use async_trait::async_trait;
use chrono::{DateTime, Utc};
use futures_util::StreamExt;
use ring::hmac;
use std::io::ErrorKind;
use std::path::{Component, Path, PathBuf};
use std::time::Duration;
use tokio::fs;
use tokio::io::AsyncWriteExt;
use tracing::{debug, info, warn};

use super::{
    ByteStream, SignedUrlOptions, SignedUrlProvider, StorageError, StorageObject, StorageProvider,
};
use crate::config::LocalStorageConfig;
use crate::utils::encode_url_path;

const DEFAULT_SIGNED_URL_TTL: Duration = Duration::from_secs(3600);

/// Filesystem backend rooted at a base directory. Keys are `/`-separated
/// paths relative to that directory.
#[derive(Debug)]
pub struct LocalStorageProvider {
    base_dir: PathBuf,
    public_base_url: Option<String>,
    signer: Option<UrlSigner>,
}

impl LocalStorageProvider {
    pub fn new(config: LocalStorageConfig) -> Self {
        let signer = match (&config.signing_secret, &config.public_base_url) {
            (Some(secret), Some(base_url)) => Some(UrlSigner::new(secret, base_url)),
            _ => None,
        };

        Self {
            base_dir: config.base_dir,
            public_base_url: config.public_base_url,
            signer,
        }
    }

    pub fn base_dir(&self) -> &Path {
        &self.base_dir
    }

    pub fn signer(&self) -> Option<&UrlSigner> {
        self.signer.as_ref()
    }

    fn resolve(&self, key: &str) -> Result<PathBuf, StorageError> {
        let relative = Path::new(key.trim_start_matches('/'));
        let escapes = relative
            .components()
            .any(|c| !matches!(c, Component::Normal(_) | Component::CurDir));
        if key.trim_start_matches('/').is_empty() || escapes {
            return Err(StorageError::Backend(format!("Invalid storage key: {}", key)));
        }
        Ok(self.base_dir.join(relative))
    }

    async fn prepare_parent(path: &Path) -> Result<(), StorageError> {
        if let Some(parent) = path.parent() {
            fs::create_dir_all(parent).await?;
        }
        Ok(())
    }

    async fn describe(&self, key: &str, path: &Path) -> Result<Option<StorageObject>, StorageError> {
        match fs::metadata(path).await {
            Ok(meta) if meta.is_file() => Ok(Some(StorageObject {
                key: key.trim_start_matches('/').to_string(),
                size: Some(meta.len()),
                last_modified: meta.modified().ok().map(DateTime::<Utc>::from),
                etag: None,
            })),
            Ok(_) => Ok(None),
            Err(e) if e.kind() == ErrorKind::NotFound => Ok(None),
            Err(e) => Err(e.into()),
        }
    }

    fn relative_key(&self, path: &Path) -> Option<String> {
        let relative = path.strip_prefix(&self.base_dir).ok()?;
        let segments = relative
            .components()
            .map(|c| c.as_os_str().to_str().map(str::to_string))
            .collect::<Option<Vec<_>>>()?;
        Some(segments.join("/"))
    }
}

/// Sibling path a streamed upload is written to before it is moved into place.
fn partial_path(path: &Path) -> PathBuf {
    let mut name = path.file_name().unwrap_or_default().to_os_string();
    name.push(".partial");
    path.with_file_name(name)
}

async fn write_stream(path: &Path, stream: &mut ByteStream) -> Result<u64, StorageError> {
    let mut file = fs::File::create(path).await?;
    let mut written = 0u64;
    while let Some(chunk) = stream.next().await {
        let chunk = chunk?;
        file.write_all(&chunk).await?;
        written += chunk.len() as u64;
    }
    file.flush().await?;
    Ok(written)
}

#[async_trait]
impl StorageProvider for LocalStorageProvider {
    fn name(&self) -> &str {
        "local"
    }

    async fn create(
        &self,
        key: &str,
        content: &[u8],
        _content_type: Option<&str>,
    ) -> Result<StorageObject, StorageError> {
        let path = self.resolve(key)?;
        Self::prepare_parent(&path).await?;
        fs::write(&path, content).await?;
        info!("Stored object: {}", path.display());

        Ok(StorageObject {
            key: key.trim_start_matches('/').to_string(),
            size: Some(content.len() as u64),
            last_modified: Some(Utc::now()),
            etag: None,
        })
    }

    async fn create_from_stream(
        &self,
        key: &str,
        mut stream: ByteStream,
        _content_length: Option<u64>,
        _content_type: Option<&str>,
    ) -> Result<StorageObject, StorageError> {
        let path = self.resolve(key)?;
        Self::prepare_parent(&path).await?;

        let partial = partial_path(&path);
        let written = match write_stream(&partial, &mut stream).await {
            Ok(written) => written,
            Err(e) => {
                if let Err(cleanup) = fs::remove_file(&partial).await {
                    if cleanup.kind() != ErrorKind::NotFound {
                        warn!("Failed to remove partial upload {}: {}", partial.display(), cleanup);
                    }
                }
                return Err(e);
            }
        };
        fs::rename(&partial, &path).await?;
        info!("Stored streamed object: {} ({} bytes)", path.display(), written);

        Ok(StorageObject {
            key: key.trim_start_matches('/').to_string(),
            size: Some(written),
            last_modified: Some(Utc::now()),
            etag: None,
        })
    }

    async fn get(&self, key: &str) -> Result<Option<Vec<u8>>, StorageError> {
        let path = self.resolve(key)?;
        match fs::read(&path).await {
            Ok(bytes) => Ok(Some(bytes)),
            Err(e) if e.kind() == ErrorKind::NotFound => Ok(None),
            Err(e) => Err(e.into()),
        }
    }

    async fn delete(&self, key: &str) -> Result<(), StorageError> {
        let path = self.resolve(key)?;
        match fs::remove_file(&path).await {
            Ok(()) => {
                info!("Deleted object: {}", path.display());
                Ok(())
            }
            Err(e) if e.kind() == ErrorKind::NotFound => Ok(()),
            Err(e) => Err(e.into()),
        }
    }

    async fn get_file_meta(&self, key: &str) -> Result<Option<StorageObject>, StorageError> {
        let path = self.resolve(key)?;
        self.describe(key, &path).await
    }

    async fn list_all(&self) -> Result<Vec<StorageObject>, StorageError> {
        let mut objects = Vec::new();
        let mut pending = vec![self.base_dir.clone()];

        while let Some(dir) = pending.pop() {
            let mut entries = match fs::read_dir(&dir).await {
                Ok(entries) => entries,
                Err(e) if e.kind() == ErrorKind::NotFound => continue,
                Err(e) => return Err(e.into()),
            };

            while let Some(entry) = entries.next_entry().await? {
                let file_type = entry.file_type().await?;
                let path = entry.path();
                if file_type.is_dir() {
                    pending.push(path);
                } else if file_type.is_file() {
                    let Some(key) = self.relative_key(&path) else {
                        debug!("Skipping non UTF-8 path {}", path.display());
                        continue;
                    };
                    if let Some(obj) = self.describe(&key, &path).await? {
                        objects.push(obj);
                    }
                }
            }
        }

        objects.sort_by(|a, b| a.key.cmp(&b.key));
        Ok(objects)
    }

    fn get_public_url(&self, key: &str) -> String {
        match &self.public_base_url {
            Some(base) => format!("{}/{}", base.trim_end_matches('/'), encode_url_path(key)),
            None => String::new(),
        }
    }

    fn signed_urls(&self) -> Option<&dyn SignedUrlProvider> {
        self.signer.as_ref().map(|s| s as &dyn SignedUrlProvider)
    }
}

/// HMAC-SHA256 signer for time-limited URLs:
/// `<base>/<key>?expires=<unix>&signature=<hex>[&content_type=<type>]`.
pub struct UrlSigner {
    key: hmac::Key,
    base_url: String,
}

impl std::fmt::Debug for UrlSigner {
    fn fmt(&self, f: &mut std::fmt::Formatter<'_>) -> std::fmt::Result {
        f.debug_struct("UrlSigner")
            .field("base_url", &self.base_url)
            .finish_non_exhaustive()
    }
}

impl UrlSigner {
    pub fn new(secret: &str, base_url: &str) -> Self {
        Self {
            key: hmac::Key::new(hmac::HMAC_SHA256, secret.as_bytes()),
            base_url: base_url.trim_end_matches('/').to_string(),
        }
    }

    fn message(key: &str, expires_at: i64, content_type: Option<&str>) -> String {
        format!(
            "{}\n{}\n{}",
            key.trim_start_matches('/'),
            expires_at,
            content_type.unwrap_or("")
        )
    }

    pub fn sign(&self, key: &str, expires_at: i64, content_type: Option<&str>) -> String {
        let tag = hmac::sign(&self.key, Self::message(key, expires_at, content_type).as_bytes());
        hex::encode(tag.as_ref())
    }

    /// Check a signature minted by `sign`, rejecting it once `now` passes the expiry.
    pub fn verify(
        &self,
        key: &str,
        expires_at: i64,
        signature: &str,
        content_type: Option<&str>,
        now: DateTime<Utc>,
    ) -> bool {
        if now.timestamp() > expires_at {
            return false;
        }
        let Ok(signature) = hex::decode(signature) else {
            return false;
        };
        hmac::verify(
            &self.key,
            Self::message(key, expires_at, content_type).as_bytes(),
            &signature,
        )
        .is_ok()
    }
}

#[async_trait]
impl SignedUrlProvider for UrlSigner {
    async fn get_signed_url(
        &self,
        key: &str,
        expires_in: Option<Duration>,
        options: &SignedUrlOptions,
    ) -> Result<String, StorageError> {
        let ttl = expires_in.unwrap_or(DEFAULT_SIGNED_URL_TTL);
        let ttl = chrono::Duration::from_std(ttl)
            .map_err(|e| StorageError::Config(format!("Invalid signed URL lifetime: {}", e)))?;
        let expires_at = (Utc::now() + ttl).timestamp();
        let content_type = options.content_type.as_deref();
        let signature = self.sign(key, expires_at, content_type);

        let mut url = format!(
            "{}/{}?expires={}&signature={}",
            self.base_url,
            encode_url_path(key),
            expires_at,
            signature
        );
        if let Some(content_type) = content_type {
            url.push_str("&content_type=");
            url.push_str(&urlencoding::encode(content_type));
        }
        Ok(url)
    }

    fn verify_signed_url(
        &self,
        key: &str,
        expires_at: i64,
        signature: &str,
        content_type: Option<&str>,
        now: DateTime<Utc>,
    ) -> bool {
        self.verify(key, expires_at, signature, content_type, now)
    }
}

§

Return exactly the lines of the data, and only those, from the line with "let content_type = options.content_type.as_deref();" through the last line, inclusive.

        let content_type = options.content_type.as_deref();
        let signature = self.sign(key, expires_at, content_type);

        let mut url = format!(
            "{}/{}?expires={}&signature={}",
            self.base_url,
            encode_url_path(key),
            expires_at,
            signature
        );
        if let Some(content_type) = content_type {
            url.push_str("&content_type=");
            url.push_str(&urlencoding::encode(content_type));
        }
        Ok(url)
    }

    fn verify_signed_url(
        &self,
        key: &str,
        expires_at: i64,
        signature: &str,
        content_type: Option<&str>,
        now: DateTime<Utc>,
    ) -> bool {
        self.verify(key, expires_at, signature, content_type, now)
    }
}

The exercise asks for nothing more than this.